WHAT IS BEING ASKED:
Check each line of the records below for the word "match" and give the number of lines that have it, with nothing added.

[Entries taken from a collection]
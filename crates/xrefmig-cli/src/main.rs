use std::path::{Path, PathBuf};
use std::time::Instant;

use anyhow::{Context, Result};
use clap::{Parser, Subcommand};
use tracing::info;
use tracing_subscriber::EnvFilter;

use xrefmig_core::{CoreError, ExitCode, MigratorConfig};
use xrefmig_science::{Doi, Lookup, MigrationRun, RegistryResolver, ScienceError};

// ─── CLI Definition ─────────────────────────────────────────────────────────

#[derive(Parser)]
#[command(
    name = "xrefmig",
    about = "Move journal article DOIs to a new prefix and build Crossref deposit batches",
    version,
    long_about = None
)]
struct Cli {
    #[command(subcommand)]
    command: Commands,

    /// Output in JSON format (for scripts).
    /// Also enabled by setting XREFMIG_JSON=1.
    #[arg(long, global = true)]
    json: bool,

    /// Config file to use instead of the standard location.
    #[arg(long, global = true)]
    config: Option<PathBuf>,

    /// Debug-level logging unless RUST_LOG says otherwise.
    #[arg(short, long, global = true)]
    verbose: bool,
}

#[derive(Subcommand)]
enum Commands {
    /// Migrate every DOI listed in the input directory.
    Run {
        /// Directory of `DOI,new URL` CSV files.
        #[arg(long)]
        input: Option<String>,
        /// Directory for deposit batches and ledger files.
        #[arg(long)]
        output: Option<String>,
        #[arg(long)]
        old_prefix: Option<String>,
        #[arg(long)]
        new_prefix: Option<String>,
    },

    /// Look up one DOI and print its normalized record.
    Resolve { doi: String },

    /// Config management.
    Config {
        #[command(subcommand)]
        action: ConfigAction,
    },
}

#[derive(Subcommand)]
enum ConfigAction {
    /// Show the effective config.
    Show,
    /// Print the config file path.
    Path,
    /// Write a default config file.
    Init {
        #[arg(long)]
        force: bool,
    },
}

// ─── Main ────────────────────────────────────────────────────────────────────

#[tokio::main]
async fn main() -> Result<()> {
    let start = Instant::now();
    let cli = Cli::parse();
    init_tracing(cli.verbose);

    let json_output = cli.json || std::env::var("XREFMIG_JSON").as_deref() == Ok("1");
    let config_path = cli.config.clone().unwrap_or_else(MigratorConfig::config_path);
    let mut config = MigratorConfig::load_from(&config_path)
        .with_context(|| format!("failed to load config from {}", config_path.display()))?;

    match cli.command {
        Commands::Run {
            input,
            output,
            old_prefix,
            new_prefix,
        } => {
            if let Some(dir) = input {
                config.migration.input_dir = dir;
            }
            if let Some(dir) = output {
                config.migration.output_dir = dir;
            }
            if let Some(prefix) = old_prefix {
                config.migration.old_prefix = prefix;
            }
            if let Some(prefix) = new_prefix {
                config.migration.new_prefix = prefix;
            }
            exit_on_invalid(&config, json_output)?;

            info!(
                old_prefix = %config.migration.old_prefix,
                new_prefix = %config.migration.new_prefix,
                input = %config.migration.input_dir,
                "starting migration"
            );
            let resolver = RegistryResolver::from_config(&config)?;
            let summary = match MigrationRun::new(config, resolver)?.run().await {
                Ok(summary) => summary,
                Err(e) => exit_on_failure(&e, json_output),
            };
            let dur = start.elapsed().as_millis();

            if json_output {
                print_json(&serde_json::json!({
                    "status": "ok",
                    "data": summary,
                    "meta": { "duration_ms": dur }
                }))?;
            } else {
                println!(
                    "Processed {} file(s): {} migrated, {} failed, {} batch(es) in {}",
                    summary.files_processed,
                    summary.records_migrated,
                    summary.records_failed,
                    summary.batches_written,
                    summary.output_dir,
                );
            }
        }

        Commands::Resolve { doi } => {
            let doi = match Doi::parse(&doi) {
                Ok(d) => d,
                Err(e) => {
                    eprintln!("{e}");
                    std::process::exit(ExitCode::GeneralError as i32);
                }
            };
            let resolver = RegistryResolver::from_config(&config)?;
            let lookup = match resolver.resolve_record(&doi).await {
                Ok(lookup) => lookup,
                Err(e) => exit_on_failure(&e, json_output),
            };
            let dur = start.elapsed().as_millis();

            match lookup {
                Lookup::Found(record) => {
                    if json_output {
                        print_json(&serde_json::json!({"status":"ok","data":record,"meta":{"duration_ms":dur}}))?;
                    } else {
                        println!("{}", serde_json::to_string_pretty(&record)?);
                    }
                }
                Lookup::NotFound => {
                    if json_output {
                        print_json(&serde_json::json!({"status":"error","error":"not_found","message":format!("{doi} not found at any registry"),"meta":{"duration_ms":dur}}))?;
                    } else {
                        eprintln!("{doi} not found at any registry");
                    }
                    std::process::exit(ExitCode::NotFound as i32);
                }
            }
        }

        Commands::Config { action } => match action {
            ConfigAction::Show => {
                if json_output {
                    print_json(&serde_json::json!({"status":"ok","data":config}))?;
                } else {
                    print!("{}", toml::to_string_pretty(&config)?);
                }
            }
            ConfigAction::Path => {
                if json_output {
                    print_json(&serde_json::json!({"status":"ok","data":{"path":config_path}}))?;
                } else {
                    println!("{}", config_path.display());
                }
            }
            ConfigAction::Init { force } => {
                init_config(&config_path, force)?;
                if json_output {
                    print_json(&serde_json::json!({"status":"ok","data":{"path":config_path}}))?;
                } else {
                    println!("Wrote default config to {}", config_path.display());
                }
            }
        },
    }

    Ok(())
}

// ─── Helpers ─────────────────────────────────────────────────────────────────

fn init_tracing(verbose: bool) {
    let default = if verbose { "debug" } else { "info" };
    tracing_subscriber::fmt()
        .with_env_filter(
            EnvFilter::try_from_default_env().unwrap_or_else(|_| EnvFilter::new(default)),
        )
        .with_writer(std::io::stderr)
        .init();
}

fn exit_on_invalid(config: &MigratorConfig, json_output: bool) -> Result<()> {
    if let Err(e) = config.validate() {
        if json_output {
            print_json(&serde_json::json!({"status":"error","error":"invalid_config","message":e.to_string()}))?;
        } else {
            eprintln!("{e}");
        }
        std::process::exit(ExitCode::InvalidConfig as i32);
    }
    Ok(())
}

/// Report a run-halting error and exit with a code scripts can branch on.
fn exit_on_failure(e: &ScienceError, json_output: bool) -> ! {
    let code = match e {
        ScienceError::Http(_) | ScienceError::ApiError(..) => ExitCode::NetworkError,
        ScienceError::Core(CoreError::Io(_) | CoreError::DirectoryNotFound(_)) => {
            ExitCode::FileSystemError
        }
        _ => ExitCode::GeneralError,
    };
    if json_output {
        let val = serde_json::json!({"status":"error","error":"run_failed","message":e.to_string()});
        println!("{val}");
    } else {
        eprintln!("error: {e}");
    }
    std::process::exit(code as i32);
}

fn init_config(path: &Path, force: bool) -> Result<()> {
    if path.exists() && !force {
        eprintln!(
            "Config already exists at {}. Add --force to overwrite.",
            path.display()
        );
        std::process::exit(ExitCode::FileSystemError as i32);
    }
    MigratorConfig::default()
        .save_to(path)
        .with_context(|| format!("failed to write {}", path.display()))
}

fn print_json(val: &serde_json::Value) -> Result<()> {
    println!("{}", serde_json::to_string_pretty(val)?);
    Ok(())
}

ANSWER:
7